P/1 - Bolsonaro e Macron.
P/2 - Moratória da Argentina.
R - Moratória da Argentina, podia ser.
P/1 - Amazônia.
R - Amazônia, talvez. Enfim, então a gente inventou que sábado era o dia da gente tratar, em seminários de debates, essas coisas da atualidade, e chamar pessoas para virem falar no sábado. É aí que eu conheço o Vlado. Porque a gente foi chamar, nós íamos buscar onde? Altamente qualificados e garantia de que eram politicamente referenciados, que aquela era a base do Partidão, certo? A gente nunca conversou sobre Partidão. Então iam para lá, para a redação, para convidar pessoas: Rodolfo Konder veio falar, Miguel Urbano Rodrigues veio falar; mas a gente também ia lá para aprender e para sugerir pautas. Porque às vezes tinha isso: tinha um assunto que a gente estava ligado com ele, que precisava ser relatado, explicado etc., mas que nós mesmos não tínhamos competência de pôr isso no papel. A não ser que você fizesse os panfletos de praxe, só com os bordões e as obviedades de praxe. O que está acontecendo na universidade, que crise é essa que está acompanhando a universidade? Ou Renato, que estava na “Veja”, ou o pessoal da “Visão” faziam esse trabalho de grande reportagem, e ao publicar eles estavam criando esse documento que nós não éramos capazes de fazer.
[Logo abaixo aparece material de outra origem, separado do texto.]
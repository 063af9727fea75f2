#![forbid(unsafe_code)]

use std::fmt;
use std::str::FromStr;
use std::sync::LazyLock;

use fp_columnar::{ArithmeticOp, Column, ColumnError};
use fp_frame::{DataFrame, FrameError};
use fp_types::{DType, Scalar};
use regex::Regex;
use serde::{Deserialize, Serialize};
use thiserror::Error;

static LABEL_PATTERN: LazyLock<Regex> =
    LazyLock::new(|| Regex::new(r"^[A-Za-z_]+$").expect("label pattern is valid"));

static OPERATOR_SPLIT: LazyLock<Regex> =
    LazyLock::new(|| Regex::new(r"\s*([+\-*])\s*").expect("operator pattern is valid"));

// ── Operators ───────────────────────────────────────────────────────────

/// The closed set of operators a rule may use.
#[derive(Debug, Clone, Copy, PartialEq, Eq, Hash, Serialize, Deserialize)]
#[serde(rename_all = "snake_case")]
pub enum RuleOp {
    Add,
    Subtract,
    Multiply,
}

impl RuleOp {
    pub const ALL: [Self; 3] = [Self::Add, Self::Subtract, Self::Multiply];

    #[must_use]
    pub fn from_symbol(symbol: &str) -> Option<Self> {
        match symbol {
            "+" => Some(Self::Add),
            "-" => Some(Self::Subtract),
            "*" => Some(Self::Multiply),
            _ => None,
        }
    }

    #[must_use]
    pub fn symbol(self) -> &'static str {
        match self {
            Self::Add => "+",
            Self::Subtract => "-",
            Self::Multiply => "*",
        }
    }

    #[must_use]
    pub fn arithmetic(self) -> ArithmeticOp {
        match self {
            Self::Add => ArithmeticOp::Add,
            Self::Subtract => ArithmeticOp::Sub,
            Self::Multiply => ArithmeticOp::Mul,
        }
    }

    /// Elementwise `left <op> right` through the columnar engine.
    pub fn apply(self, left: &Column, right: &Column) -> Result<Column, ColumnError> {
        left.binary_numeric(right, self.arithmetic())
    }
}

impl fmt::Display for RuleOp {
    fn fmt(&self, f: &mut fmt::Formatter<'_>) -> fmt::Result {
        f.write_str(self.symbol())
    }
}

// ── Errors ──────────────────────────────────────────────────────────────

#[derive(Debug, Error)]
pub enum RuleError {
    #[error("{argument} must be text, found dtype {dtype:?}")]
    NonTextualInput {
        argument: &'static str,
        dtype: DType,
    },
    #[error("rule {rule:?} must contain exactly one operator, found {operators}")]
    Malformed { rule: String, operators: usize },
    #[error("unsupported operator {operator:?}")]
    UnsupportedOperator { operator: String },
    #[error("label {label:?} must be one or more ASCII letters or underscores")]
    InvalidLabel { label: String },
    #[error("unknown column: {column}")]
    UnknownColumn { column: String },
    #[error(transparent)]
    Compute(#[from] ColumnError),
    #[error(transparent)]
    Frame(#[from] FrameError),
}

/// Stable, serializable code for why a rule was rejected.
#[derive(Debug, Clone, Copy, PartialEq, Eq, Hash, Serialize, Deserialize)]
#[serde(rename_all = "snake_case")]
pub enum RejectReason {
    NonTextualInput,
    MalformedRule,
    UnsupportedOperator,
    InvalidLabel,
    UnknownColumn,
    ComputeFailed,
}

impl RejectReason {
    pub const ALL: [Self; 6] = [
        Self::NonTextualInput,
        Self::MalformedRule,
        Self::UnsupportedOperator,
        Self::InvalidLabel,
        Self::UnknownColumn,
        Self::ComputeFailed,
    ];

    #[must_use]
    pub fn as_str(self) -> &'static str {
        match self {
            Self::NonTextualInput => "non_textual_input",
            Self::MalformedRule => "malformed_rule",
            Self::UnsupportedOperator => "unsupported_operator",
            Self::InvalidLabel => "invalid_label",
            Self::UnknownColumn => "unknown_column",
            Self::ComputeFailed => "compute_failed",
        }
    }
}

impl RuleError {
    #[must_use]
    pub fn reason(&self) -> RejectReason {
        match self {
            Self::NonTextualInput { .. } => RejectReason::NonTextualInput,
            Self::Malformed { .. } => RejectReason::MalformedRule,
            Self::UnsupportedOperator { .. } => RejectReason::UnsupportedOperator,
            Self::InvalidLabel { .. } => RejectReason::InvalidLabel,
            Self::UnknownColumn { .. } => RejectReason::UnknownColumn,
            Self::Compute(_) | Self::Frame(_) => RejectReason::ComputeFailed,
        }
    }
}

// ── Parsing and validation ──────────────────────────────────────────────

/// Raw `(left, operator, right)` split of a rule, before any validation.
#[derive(Debug, Clone, Copy, PartialEq, Eq)]
pub struct RuleTokens<'a> {
    pub left: &'a str,
    pub operator: &'a str,
    pub right: &'a str,
}

/// Split `rule` around its single operator.
///
/// Outer whitespace is trimmed and whitespace next to the operator belongs
/// to the split, so `"a+b"`, `"a + b"` and `" a  +  b "` all yield
/// `("a", "+", "b")`. Anything other than exactly one operator occurrence is
/// `Malformed`. Operand text is not checked here: `"+b"` splits into an
/// empty left label that the label check rejects.
pub fn parse_rule(rule: &str) -> Result<RuleTokens<'_>, RuleError> {
    let trimmed = rule.trim();
    let mut splits = OPERATOR_SPLIT.captures_iter(trimmed);

    let (Some(found), None) = (splits.next(), splits.next()) else {
        return Err(RuleError::Malformed {
            rule: rule.to_owned(),
            operators: OPERATOR_SPLIT.find_iter(trimmed).count(),
        });
    };

    let (Some(whole), Some(operator)) = (found.get(0), found.get(1)) else {
        return Err(RuleError::Malformed {
            rule: rule.to_owned(),
            operators: 1,
        });
    };

    Ok(RuleTokens {
        left: &trimmed[..whole.start()],
        operator: operator.as_str(),
        right: &trimmed[whole.end()..],
    })
}

/// Label policy: one or more ASCII letters or underscores, nothing else.
#[must_use]
pub fn is_valid_label(label: &str) -> bool {
    LABEL_PATTERN.is_match(label)
}

/// True only when `operator` is supported and all three labels pass
/// [`is_valid_label`].
#[must_use]
pub fn validate_labels(left: &str, operator: &str, right: &str, target: &str) -> bool {
    let tokens = RuleTokens {
        left,
        operator,
        right,
    };
    checked_rule(tokens, target).is_ok()
}

/// Operator, operand labels, then target label; the first failure wins.
fn checked_rule(tokens: RuleTokens<'_>, target: &str) -> Result<BinaryRule, RuleError> {
    let rule = BinaryRule::from_tokens(tokens)?;
    require_label(target)?;
    Ok(rule)
}

fn require_label(label: &str) -> Result<(), RuleError> {
    if is_valid_label(label) {
        Ok(())
    } else {
        Err(RuleError::InvalidLabel {
            label: label.to_owned(),
        })
    }
}

// ── Rules ───────────────────────────────────────────────────────────────

/// A syntactically valid `<label> <op> <label>` expression.
///
/// Serializes as its canonical text; deserializing re-runs validation.
#[derive(Debug, Clone, PartialEq, Eq, Serialize, Deserialize)]
#[serde(try_from = "String", into = "String")]
pub struct BinaryRule {
    left: String,
    op: RuleOp,
    right: String,
}

impl BinaryRule {
    pub fn new(
        left: impl Into<String>,
        op: RuleOp,
        right: impl Into<String>,
    ) -> Result<Self, RuleError> {
        let left = left.into();
        let right = right.into();
        require_label(&left)?;
        require_label(&right)?;
        Ok(Self { left, op, right })
    }

    /// Check operator and operand labels of a parsed rule.
    pub fn from_tokens(tokens: RuleTokens<'_>) -> Result<Self, RuleError> {
        let op = RuleOp::from_symbol(tokens.operator).ok_or_else(|| {
            RuleError::UnsupportedOperator {
                operator: tokens.operator.to_owned(),
            }
        })?;
        Self::new(tokens.left, op, tokens.right)
    }

    #[must_use]
    pub fn left(&self) -> &str {
        &self.left
    }

    #[must_use]
    pub fn op(&self) -> RuleOp {
        self.op
    }

    #[must_use]
    pub fn right(&self) -> &str {
        &self.right
    }

    /// Look up both operands in `frame`; each must be present.
    pub fn resolve_operands<'f>(
        &self,
        frame: &'f DataFrame,
    ) -> Result<(&'f Column, &'f Column), RuleError> {
        resolve_operands(frame, &self.left, &self.right)
    }

    /// Compute the rule's column against `frame` without attaching it.
    pub fn evaluate(&self, frame: &DataFrame) -> Result<Column, RuleError> {
        let (left, right) = self.resolve_operands(frame)?;
        Ok(self.op.apply(left, right)?)
    }

    /// Return a copy of `frame` with the rule's result stored under `target`.
    ///
    /// The target must pass the label policy. An existing column of that
    /// name is overwritten in place; otherwise the column is appended.
    pub fn apply(&self, frame: &DataFrame, target: &str) -> Result<DataFrame, RuleError> {
        require_label(target)?;
        let column = self.evaluate(frame)?;
        Ok(frame.with_column(target, column)?)
    }
}

impl fmt::Display for BinaryRule {
    fn fmt(&self, f: &mut fmt::Formatter<'_>) -> fmt::Result {
        write!(f, "{} {} {}", self.left, self.op, self.right)
    }
}

impl FromStr for BinaryRule {
    type Err = RuleError;

    fn from_str(rule: &str) -> Result<Self, Self::Err> {
        Self::from_tokens(parse_rule(rule)?)
    }
}

impl TryFrom<String> for BinaryRule {
    type Error = RuleError;

    fn try_from(rule: String) -> Result<Self, Self::Error> {
        rule.parse()
    }
}

impl From<BinaryRule> for String {
    fn from(rule: BinaryRule) -> Self {
        rule.to_string()
    }
}

/// Both labels must name columns of `frame`; the first missing one is
/// reported.
pub fn resolve_operands<'f>(
    frame: &'f DataFrame,
    left: &str,
    right: &str,
) -> Result<(&'f Column, &'f Column), RuleError> {
    let lookup = |name: &str| {
        frame.column(name).ok_or_else(|| RuleError::UnknownColumn {
            column: name.to_owned(),
        })
    };
    Ok((lookup(left)?, lookup(right)?))
}

// ── Entry points ────────────────────────────────────────────────────────

/// Derive a column named `target` from `rule` over `frame`.
///
/// Validation happens in full before anything is computed: parse, label
/// policy (operands and target), schema lookup, then arithmetic. `frame` is
/// never modified; success returns an extended copy.
pub fn derive_virtual_column(
    frame: &DataFrame,
    rule: &str,
    target: &str,
) -> Result<DataFrame, RuleError> {
    let rule = checked_rule(parse_rule(rule)?, target)?;
    let out = rule.apply(frame, target)?;

    #[cfg(feature = "tracing")]
    tracing::trace!(
        rule = %rule,
        column = target,
        rows = out.len(),
        "virtual column derived"
    );

    Ok(out)
}

/// [`derive_virtual_column`] for dynamically typed arguments: a non-`Utf8`
/// rule or target is rejected before parsing.
pub fn derive_virtual_column_scalar(
    frame: &DataFrame,
    rule: &Scalar,
    target: &Scalar,
) -> Result<DataFrame, RuleError> {
    derive_virtual_column(
        frame,
        require_text("rule", rule)?,
        require_text("target", target)?,
    )
}

fn require_text<'s>(argument: &'static str, value: &'s Scalar) -> Result<&'s str, RuleError> {
    value.as_str().ok_or(RuleError::NonTextualInput {
        argument,
        dtype: value.dtype(),
    })
}

/// Add a virtual column, collapsing every failure into [`DataFrame::empty`].
///
/// Analogous to `df.assign(target=df[left] <op> df[right])` with the rule
/// given as text. Callers tell success from failure by the column count:
/// a successful result always carries at least the operands plus the
/// target. Use [`derive_virtual_column`] when the reason matters.
#[must_use]
pub fn add_virtual_column(frame: &DataFrame, rule: &str, target: &str) -> DataFrame {
    derive_virtual_column(frame, rule, target).unwrap_or_else(|err| reject(&err))
}

/// [`add_virtual_column`] over dynamically typed arguments.
#[must_use]
pub fn add_virtual_column_scalar(frame: &DataFrame, rule: &Scalar, target: &Scalar) -> DataFrame {
    derive_virtual_column_scalar(frame, rule, target).unwrap_or_else(|err| reject(&err))
}

#[cfg_attr(not(feature = "tracing"), allow(unused_variables))]
fn reject(err: &RuleError) -> DataFrame {
    #[cfg(feature = "tracing")]
    tracing::debug!(
        reason = err.reason().as_str(),
        error = %err,
        "virtual column rejected"
    );
    DataFrame::empty()
}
P/1 - E qual foi a primeira impressão que você teve dele?
R - Hein?
P/1 - A primeira impressão que você teve do Vlado, quando o conheceu?
R - É o que todo mundo falava: sempre muito discreto, sempre debruçado sobre o que ler, um cara genuinamente preocupado com a obra que ele estava fazendo, não se dispersava não.
P/1 - E a ponta da sua convivência com ele se deu a partir desse processo de convite das pessoas para falar na ECA, é isso?
R - É, porque o que a gente estava fazendo, na verdade, era uma outra forma de fazer política, que foi derrotada durante um ano e meio no Conselho dos Centros Acadêmicos da USP. Eu era o representante do meu Centro Acadêmico e durante um ano e meio fui derrotado por 16 a 1. Então o nosso grêmio levantava que a gente devia procurar o Dom Paulo Evaristo Arns, cardeal arcebispo recém-empossado, para imaginar atividades conjuntas de solidariedade à família dos presos, perseguidos etc. Precisava fazer alguma coisa junto. O que se dizia ali? Que não, que o Dom Paulo era um pequeno burguês, centrista, minifundista, catarinense. Que aliança com a igreja sim, mas com a igreja da libertação, da revolução, que é o Dom Helder [Câmara], lá em Olinda, ou [Dom Pedro] Casaldáliga, em São Félix [do Araguaia]. O que eu dizia? Nós não temos nada contra o Dom Hélder nem contra o Casaldáliga, porra, o caralho, mas é longe. A gente pega o ônibus aqui em Higienópolis, 890, batemos lá na porta e vamos conversar com o cara. Vamos ver o que sai. "Não." Aí nós fomos; a ECA foi. É por isso que a ECA, os alunos da ECA, são a interlocução principal para organizar a missa do Alexandre Vannucchi, em março de 1973. Aquilo não foi como é contado hoje aí, que teve um show do Gilberto Gil, que não sei o quê, e 12 alunos foram até o Perseu Abramo, na “Folha [de S.Paulo]”: "Ah, Perseu, e tal". "Ah, procurem Dom Paulo." Aí o Dom Paulo foi e fez a missa. Porra, essa cascata desarma as pessoas, entendeu? Por que eu estou interessado em dar depoimentos? Não é por uma questão saudosista, não é negócio de numismata, colecionador, é porque as coisas aconteceram de um determinado jeito e quando nós estamos falando de protagonismo das pessoas comuns, como é o meu caso, eu sou filho do senhor Zé Maria, da Dona Adelaide, está certo? Não tem grana atrás, não tem prestígio, não tem porra nenhuma. Nunca tive nenhum cargo. Se eu consegui fazer, é prova de que todo mundo pode.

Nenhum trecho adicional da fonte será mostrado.